▶ **WORK REQUEST**:
The span to repeat in the listing below runs from the line containing "filename callback-receiver/src/verify/claims.rs" to the line containing "pub const TRUSTED_ISSUER: &str", inclusive. Repeat it exactly, and only it.

-------- SUPPLIED MATERIAL

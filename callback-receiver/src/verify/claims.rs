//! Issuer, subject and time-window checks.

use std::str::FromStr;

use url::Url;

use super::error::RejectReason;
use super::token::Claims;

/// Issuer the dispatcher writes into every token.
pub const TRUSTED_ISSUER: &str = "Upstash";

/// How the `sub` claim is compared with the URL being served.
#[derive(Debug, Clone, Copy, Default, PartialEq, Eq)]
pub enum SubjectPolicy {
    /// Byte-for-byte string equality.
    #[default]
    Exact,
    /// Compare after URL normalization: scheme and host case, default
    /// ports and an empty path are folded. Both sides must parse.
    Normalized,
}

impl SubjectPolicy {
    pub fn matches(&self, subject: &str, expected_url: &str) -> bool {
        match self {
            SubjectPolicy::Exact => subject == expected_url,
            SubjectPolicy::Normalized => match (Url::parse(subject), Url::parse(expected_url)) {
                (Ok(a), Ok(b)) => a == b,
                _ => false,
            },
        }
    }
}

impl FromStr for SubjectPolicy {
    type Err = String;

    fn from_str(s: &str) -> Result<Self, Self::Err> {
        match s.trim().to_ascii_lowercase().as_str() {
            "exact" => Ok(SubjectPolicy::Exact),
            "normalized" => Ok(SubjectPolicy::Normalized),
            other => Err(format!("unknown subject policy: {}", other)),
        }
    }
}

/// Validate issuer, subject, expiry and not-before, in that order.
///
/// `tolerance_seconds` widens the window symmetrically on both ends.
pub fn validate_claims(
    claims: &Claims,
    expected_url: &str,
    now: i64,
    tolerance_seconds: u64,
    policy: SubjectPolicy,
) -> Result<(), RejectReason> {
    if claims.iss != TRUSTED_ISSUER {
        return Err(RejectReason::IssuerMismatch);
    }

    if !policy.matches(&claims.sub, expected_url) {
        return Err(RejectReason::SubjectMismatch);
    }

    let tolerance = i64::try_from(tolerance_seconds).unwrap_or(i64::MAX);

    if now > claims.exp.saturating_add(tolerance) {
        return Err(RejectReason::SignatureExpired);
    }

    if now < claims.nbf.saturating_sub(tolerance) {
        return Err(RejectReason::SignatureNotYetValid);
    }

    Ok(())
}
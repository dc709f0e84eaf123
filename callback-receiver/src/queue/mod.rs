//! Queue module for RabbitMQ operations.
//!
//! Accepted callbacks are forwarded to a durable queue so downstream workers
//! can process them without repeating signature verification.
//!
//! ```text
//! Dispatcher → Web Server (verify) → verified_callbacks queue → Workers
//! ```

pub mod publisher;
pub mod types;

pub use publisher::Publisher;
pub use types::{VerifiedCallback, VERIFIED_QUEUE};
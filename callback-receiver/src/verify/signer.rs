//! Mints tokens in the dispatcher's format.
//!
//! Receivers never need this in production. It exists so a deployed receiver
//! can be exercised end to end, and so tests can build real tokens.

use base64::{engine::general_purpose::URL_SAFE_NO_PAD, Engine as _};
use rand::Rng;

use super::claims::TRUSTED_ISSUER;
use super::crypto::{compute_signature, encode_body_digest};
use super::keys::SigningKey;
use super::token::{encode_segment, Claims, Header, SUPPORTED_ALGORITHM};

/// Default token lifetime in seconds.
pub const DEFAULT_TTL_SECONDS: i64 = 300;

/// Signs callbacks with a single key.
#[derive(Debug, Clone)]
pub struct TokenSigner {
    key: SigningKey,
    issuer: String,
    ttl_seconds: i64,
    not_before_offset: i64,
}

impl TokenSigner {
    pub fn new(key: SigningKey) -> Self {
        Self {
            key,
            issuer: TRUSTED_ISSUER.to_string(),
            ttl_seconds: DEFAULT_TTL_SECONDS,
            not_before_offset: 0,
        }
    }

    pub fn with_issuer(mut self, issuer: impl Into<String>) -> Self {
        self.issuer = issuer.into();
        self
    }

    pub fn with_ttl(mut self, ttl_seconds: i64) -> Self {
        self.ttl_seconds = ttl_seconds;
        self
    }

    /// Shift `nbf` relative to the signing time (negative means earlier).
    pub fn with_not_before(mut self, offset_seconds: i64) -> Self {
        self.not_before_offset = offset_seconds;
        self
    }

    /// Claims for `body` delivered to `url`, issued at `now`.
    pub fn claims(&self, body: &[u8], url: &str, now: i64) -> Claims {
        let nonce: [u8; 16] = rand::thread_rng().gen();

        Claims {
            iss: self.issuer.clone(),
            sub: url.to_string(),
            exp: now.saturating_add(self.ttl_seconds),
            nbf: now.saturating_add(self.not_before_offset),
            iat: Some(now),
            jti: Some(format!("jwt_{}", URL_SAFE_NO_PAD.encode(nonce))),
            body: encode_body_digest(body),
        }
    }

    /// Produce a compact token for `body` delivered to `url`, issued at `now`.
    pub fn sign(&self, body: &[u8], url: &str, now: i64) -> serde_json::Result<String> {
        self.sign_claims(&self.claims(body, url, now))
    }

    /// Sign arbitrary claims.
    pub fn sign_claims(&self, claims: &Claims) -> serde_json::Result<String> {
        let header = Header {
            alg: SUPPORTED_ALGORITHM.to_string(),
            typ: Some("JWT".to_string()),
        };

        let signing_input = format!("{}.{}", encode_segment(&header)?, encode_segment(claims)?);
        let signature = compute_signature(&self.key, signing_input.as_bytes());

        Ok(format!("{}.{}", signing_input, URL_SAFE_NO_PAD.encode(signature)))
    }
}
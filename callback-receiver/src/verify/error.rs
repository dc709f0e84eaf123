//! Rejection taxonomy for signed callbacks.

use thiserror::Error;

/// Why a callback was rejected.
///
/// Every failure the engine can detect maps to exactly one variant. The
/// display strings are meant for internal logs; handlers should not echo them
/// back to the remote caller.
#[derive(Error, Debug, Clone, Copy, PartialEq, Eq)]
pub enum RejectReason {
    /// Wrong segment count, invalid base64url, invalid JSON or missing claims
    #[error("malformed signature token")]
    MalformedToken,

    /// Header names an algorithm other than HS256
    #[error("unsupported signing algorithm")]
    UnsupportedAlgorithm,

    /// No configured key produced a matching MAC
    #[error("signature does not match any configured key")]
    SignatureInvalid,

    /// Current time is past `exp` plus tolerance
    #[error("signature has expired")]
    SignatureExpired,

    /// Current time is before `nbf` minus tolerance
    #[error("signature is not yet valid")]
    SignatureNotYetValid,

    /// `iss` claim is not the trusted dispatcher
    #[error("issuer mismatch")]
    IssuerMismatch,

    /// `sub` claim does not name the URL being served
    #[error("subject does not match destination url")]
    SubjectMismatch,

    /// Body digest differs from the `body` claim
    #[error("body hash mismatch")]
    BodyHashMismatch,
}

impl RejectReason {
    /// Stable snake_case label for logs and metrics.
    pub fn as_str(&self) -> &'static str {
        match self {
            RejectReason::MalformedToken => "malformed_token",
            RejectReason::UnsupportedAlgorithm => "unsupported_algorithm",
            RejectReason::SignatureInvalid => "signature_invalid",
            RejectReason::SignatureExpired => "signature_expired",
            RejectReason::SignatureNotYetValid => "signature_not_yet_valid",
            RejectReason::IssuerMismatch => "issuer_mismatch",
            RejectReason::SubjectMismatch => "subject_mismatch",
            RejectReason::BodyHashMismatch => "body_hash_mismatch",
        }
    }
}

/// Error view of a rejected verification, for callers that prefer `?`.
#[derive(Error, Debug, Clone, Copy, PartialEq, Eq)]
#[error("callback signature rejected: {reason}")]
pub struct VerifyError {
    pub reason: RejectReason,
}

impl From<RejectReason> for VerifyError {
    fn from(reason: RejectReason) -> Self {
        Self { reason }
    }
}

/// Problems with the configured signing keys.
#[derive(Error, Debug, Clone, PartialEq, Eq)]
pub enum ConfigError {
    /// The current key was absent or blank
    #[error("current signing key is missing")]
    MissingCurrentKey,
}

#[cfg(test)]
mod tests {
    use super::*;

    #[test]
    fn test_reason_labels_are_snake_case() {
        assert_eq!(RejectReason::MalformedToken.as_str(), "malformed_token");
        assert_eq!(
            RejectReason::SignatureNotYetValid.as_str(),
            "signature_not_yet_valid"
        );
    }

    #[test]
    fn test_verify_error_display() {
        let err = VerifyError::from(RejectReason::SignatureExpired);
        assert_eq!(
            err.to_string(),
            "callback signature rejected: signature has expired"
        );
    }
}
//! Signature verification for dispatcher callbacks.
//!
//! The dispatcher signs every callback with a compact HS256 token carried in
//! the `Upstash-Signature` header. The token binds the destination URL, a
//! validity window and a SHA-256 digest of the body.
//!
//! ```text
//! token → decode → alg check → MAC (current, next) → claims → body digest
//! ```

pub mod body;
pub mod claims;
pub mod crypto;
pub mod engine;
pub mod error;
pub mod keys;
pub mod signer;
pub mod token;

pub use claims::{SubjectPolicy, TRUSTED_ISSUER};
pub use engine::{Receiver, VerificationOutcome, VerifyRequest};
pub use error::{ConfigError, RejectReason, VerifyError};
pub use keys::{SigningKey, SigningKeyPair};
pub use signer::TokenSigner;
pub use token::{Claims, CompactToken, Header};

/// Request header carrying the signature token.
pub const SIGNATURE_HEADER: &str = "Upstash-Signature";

----------------
-------- SUPPLIED MATERIAL

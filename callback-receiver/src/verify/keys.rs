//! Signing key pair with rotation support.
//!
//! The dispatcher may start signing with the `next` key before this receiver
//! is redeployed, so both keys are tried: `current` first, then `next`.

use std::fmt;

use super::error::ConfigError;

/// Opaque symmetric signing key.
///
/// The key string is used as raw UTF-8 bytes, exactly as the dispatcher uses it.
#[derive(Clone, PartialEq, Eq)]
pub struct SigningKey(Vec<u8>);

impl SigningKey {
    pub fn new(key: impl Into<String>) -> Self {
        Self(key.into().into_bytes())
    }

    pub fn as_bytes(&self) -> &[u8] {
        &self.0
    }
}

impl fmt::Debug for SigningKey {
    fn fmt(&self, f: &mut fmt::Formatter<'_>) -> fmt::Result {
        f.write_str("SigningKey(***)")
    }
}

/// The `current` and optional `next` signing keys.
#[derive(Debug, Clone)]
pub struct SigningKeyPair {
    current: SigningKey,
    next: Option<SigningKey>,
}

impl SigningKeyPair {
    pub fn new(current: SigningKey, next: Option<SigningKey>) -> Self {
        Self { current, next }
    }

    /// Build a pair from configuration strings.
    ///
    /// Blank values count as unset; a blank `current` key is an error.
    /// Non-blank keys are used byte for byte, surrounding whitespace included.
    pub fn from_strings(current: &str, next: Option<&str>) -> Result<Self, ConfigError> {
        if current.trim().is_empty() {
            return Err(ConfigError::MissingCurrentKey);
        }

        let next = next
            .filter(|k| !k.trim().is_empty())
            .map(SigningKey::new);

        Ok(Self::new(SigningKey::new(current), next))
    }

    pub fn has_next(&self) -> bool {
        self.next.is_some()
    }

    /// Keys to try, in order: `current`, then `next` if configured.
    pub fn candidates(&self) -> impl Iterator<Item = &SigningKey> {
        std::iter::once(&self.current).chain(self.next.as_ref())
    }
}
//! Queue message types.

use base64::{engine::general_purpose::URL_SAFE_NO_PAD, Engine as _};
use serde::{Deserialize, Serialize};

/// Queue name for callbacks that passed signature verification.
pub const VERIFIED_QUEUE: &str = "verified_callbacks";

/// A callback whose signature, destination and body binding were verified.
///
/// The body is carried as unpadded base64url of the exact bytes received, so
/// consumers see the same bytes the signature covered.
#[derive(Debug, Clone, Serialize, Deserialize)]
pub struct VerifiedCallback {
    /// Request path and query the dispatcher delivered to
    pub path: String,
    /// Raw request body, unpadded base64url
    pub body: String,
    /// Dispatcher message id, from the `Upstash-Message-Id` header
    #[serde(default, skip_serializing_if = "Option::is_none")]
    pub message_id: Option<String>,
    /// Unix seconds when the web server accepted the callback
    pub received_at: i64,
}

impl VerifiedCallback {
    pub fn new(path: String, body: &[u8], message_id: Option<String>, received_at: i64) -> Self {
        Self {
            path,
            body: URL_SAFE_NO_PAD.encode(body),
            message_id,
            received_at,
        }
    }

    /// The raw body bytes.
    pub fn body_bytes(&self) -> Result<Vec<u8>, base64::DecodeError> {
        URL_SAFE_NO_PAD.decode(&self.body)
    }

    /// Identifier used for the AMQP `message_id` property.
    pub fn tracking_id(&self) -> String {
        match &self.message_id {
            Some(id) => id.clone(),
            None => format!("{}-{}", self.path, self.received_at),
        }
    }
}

----------------
-------- SUPPLIED MATERIAL

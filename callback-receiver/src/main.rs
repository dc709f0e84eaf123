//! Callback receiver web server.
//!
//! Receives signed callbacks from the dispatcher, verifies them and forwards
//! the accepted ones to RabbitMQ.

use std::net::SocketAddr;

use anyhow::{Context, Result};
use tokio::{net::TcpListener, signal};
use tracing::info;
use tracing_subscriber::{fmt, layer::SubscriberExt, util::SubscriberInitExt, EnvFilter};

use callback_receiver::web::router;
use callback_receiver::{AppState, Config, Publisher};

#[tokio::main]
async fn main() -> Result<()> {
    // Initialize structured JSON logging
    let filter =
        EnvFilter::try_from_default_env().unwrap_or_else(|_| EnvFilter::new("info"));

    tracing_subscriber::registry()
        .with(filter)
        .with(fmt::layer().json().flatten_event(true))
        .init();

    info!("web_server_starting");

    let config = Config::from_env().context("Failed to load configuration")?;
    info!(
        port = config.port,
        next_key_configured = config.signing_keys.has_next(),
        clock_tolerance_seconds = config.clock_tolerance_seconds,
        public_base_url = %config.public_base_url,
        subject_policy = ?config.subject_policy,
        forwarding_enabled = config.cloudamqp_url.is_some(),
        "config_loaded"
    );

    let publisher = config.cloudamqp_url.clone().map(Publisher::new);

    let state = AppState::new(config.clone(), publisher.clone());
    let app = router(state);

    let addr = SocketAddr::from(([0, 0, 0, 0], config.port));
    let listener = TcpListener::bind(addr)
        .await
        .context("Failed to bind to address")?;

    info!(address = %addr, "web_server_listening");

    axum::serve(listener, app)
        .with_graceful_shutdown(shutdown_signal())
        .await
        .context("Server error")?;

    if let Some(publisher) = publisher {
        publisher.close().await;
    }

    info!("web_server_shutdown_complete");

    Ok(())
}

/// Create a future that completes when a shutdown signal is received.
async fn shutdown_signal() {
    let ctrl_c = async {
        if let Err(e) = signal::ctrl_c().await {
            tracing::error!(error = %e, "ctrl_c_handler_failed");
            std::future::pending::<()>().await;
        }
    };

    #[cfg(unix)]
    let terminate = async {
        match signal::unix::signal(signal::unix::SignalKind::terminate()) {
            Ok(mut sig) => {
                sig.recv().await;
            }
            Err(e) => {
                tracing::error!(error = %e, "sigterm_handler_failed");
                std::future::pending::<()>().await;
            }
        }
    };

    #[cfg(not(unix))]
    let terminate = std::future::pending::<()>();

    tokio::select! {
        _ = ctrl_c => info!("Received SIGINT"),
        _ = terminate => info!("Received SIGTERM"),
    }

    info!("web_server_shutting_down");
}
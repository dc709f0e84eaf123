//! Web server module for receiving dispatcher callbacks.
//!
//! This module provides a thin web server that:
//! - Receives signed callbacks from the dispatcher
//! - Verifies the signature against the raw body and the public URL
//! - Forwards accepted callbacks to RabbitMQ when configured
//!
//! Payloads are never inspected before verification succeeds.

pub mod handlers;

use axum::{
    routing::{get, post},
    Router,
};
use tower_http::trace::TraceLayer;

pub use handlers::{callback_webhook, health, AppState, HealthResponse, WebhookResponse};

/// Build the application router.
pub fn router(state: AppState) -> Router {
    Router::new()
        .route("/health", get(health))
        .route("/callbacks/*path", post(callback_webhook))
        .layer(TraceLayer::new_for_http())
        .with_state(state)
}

----------------

▶ **TASK OUTPUT**:
filename callback-receiver/src/verify/claims.rs
//! Issuer, subject and time-window checks.

use std::str::FromStr;

use url::Url;

use super::error::RejectReason;
use super::token::Claims;

/// Issuer the dispatcher writes into every token.
pub const TRUSTED_ISSUER: &str = "Upstash";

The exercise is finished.